● **ASSIGNMENT**
Repeat only the stretch of lines below that runs from the line with "pub fn new(gateway: ScoreGateway<S>)" through the line with "pub async fn not_found()", unaltered.

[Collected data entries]

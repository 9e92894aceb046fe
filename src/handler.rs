use std::sync::Arc;

use axum::response::{Html, IntoResponse, Response};

use crate::assets::Assets;
use crate::error::ApiError;
use crate::scores::ScoreGateway;

pub struct AppState<S> {
    pub gateway: Arc<ScoreGateway<S>>,
}

impl<S> AppState<S> {
    pub fn new(gateway: ScoreGateway<S>) -> Self {
        AppState {
            gateway: Arc::new(gateway),
        }
    }
}

impl<S> Clone for AppState<S> {
    fn clone(&self) -> Self {
        AppState {
            gateway: self.gateway.clone(),
        }
    }
}

pub async fn serve_index() -> Response {
    match Assets::get("index.html") {
        Some(page) => Html(page.data.into_owned()).into_response(),
        None => {
            tracing::error!("game page missing from embedded assets");
            ApiError::NotFound.into_response()
        }
    }
}

pub async fn not_found() -> Response {
    ApiError::NotFound.into_response()
}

● **RESPONSE TO THE TASK**
    pub fn new(gateway: ScoreGateway<S>) -> Self {
        AppState {
            gateway: Arc::new(gateway),
        }
    }
}

impl<S> Clone for AppState<S> {
    fn clone(&self) -> Self {
        AppState {
            gateway: self.gateway.clone(),
        }
    }
}

pub async fn serve_index() -> Response {
    match Assets::get("index.html") {
        Some(page) => Html(page.data.into_owned()).into_response(),
        None => {
            tracing::error!("game page missing from embedded assets");
            ApiError::NotFound.into_response()
        }
    }
}

pub async fn not_found() -> Response {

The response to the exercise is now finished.